Phil was an integral part of Westbury-on-Trym Baptist Church and his funeral was held their on Friday 11th March 2022 at 1:30pm. I shared a Scout Tribute to Phil during the service, which forms the basis for this post.

Baloo, Cub Scout Leader

Scouting Tribute to Phil Heard

Phil’s introduction to Scouting to the 167th Bristol Westbury Baptist Scout Group was in 1989 when the Scout Leader of the time, Barry Seward, asked him to help with some pioneering and bridge building on a Scout Camp in an apple orchard in the depths of the Wye valley. Phil turned up with Alison, Sarah and Ed in tow and the Scouting seed was sown!

Phil Heard. Group Scout Leader, Scout Leader, Beaver Leader

In the late nineties, Phil was, again, found on Scout Camps as a Parent Helper – with a special proficiency in cooking bacon sandwiches. Much, I’m sure, to the delight of then Scout Leader Simon Evans.

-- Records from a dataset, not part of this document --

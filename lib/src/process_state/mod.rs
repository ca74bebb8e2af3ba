pub mod files;

use std::cell::RefCell;
use std::collections::HashMap;
use std::path::PathBuf;
use std::rc::Rc;

use log::debug;
use nix::unistd::Pid;

use crate::syscalls::{EntrySnapshot, SyscallEntry};
use files::{FdEntry, FdTable};

/// How a spawned process gets its descriptor table
#[derive(Debug, Clone, Copy, PartialEq, Eq)]
pub enum FdSharing {
    /// Thread-like clone (CLONE_FILES): both processes alias one table
    Shared,
    /// fork/vfork: the child starts with a copy and diverges immediately
    Copied,
}

/// A syscall that has entered but not yet completed
#[derive(Debug)]
pub struct PendingSyscall {
    pub entry: SyscallEntry,
    pub snapshot: EntrySnapshot,
}

#[derive(Debug)]
pub struct ProcessState {
    pub pid: Pid,
    pub parent: Option<Pid>,
    pub cwd: PathBuf,
    fds: Rc<RefCell<FdTable>>,
    pub(crate) pending: Option<PendingSyscall>,
}

impl ProcessState {
    pub fn new(pid: Pid, parent: Option<Pid>, cwd: PathBuf) -> Self {
        Self {
            pid,
            parent,
            cwd,
            fds: Rc::new(RefCell::new(FdTable::default())),
            pending: None,
        }
    }

    pub fn fd(&self, fd: i32) -> Option<FdEntry> {
        self.fds.borrow().get(fd).cloned()
    }

    pub fn insert_fd(&self, entry: FdEntry) {
        self.fds.borrow_mut().insert(entry);
    }

    pub fn close_fd(&self, fd: i32) {
        if self.fds.borrow_mut().remove(fd).is_none() {
            debug!("Process {} closed untracked FD {}", self.pid, fd);
        }
    }

    pub fn dup_fd(&self, old_fd: i32, new_fd: i32, cloexec: bool) {
        self.fds.borrow_mut().dup(old_fd, new_fd, cloexec);
    }

    pub fn set_cloexec(&self, fd: i32, cloexec: bool) {
        self.fds.borrow_mut().set_cloexec(fd, cloexec);
    }

    pub fn close_range(&self, first: i32, last: i32, cloexec_only: bool) {
        self.fds.borrow_mut().close_range(first, last, cloexec_only);
    }

    /// Gives this process a private copy of its descriptor table
    pub fn unshare_descriptors(&mut self) {
        let table = self.fds.borrow().copy_for(self.pid);
        self.fds = Rc::new(RefCell::new(table));
    }

    /// Applies a successful exec: the table stops being shared with other processes and
    /// close-on-exec descriptors are dropped
    pub fn exec(&mut self) {
        self.unshare_descriptors();
        self.fds.borrow_mut().close_on_exec();
    }

    /// Snapshot of the current descriptor entries
    pub fn descriptors(&self) -> Vec<FdEntry> {
        self.fds.borrow().iter().cloned().collect()
    }

    fn spawn_child(&self, child: Pid, sharing: FdSharing) -> ProcessState {
        let fds = match sharing {
            FdSharing::Shared => Rc::clone(&self.fds),
            FdSharing::Copied => Rc::new(RefCell::new(self.fds.borrow().copy_for(child))),
        };
        ProcessState {
            pid: child,
            parent: Some(self.pid),
            cwd: self.cwd.clone(),
            fds,
            pending: None,
        }
    }
}

/// All traced processes, keyed by pid
#[derive(Debug, Default)]
pub struct ProcessTable {
    processes: HashMap<Pid, ProcessState>,
}

impl ProcessTable {
    pub fn new() -> Self {
        Self::default()
    }

    pub fn insert_root(&mut self, pid: Pid, cwd: PathBuf) {
        self.processes.insert(pid, ProcessState::new(pid, None, cwd));
    }

    /// Registers `child` with a copy of the parent's working directory. Returns false if the
    /// parent is unknown or the child is already registered.
    pub fn on_spawn(&mut self, parent: Pid, child: Pid, sharing: FdSharing) -> bool {
        if self.processes.contains_key(&child) {
            return false;
        }
        let state = match self.processes.get(&parent) {
            Some(p) => p.spawn_child(child, sharing),
            None => return false,
        };
        self.processes.insert(child, state);
        true
    }

    /// Forgets a process. Calling this for an unknown pid is a no-op.
    pub fn on_exit(&mut self, pid: Pid) -> Option<ProcessState> {
        self.processes.remove(&pid)
    }

    pub fn get(&self, pid: Pid) -> Option<&ProcessState> {
        self.processes.get(&pid)
    }

    pub fn get_mut(&mut self, pid: Pid) -> Option<&mut ProcessState> {
        self.processes.get_mut(&pid)
    }

    pub fn contains(&self, pid: Pid) -> bool {
        self.processes.contains_key(&pid)
    }

    pub fn pids(&self) -> Vec<Pid> {
        self.processes.keys().copied().collect()
    }

    pub fn is_empty(&self) -> bool {
        self.processes.is_empty()
    }

    pub fn clear(&mut self) {
        self.processes.clear();
    }
}

#[cfg(test)]
mod tests {
    use super::*;
    use crate::resolver::FileIdentity;
    use nix::fcntl::OFlag;

    fn pid(n: i32) -> Pid {
        Pid::from_raw(n)
    }

    fn file(owner: Pid, fd: i32) -> FdEntry {
        FdEntry::file(
            owner,
            fd,
            PathBuf::from("/tmp/x"),
            Some(FileIdentity { dev: 1, ino: 2 }),
            OFlag::O_RDONLY,
        )
    }

    #[test]
    fn copied_table_diverges() {
        let mut table = ProcessTable::new();
        table.insert_root(pid(1), PathBuf::from("/src"));
        table.get(pid(1)).unwrap().insert_fd(file(pid(1), 3));
        assert!(table.on_spawn(pid(1), pid(2), FdSharing::Copied));

        assert_eq!(table.get(pid(2)).unwrap().fd(3).unwrap().owner, pid(2));
        assert_eq!(table.get(pid(1)).unwrap().fd(3).unwrap().owner, pid(1));

        table.get(pid(2)).unwrap().close_fd(3);
        assert!(table.get(pid(1)).unwrap().fd(3).is_some());
        assert!(table.get(pid(2)).unwrap().fd(3).is_none());
    }

    #[test]
    fn shared_table_aliases() {
        let mut table = ProcessTable::new();
        table.insert_root(pid(1), PathBuf::from("/src"));
        assert!(table.on_spawn(pid(1), pid(2), FdSharing::Shared));

        table.get(pid(2)).unwrap().insert_fd(file(pid(2), 5));
        assert_eq!(table.get(pid(1)).unwrap().fd(5).unwrap().owner, pid(2));
        table.get(pid(1)).unwrap().close_fd(5);
        assert!(table.get(pid(2)).unwrap().fd(5).is_none());
    }

    #[test]
    fn exec_unshares_table() {
        let mut table = ProcessTable::new();
        table.insert_root(pid(1), PathBuf::from("/"));
        table.on_spawn(pid(1), pid(2), FdSharing::Shared);
        table.get_mut(pid(2)).unwrap().exec();
        table.get(pid(2)).unwrap().insert_fd(file(pid(2), 4));
        assert!(table.get(pid(1)).unwrap().fd(4).is_none());
    }

    #[test]
    fn cwd_is_copied_at_spawn() {
        let mut table = ProcessTable::new();
        table.insert_root(pid(1), PathBuf::from("/a"));
        table.on_spawn(pid(1), pid(2), FdSharing::Shared);
        table.get_mut(pid(1)).unwrap().cwd = PathBuf::from("/b");
        assert_eq!(table.get(pid(2)).unwrap().cwd, PathBuf::from("/a"));
        assert_eq!(table.get(pid(2)).unwrap().parent, Some(pid(1)));
    }

    #[test]
    fn spawn_from_unknown_parent_is_rejected() {
        let mut table = ProcessTable::new();
        assert!(!table.on_spawn(pid(1), pid(2), FdSharing::Copied));
        assert!(table.is_empty());
    }

    #[test]
    fn exit_is_idempotent() {
        let mut table = ProcessTable::new();
        table.insert_root(pid(1), PathBuf::from("/"));
        assert!(table.on_exit(pid(1)).is_some());
        assert!(table.on_exit(pid(1)).is_none());
    }
}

Fast forward to 2004 when Terry Wright was the Group Scout Leader and wanting to retire from the role. The Group Scout Leader is a Scouting Volunteer whose role it is to support the leaders of the Beavers, Cubs and Scouts and to steer the direction and workings of the group. Terry saw a highly valuable candidate in Phil, with his vast teaching experience, management skills and organisation of student events, especially of school camps; all this coupled with a love of outdoor activities. Phil accepted the challenge and guided the group for the next 7 or 8 years including while scouting welcomed girls to join throughout the age groups. Over this time many current and ex-scouters benefited from Phil’s encouragement. He was always available as a sounding board; not shy of sharing his opinion of how things could be done – but always supporting our decisions and his trust in us leaders gives us confidence.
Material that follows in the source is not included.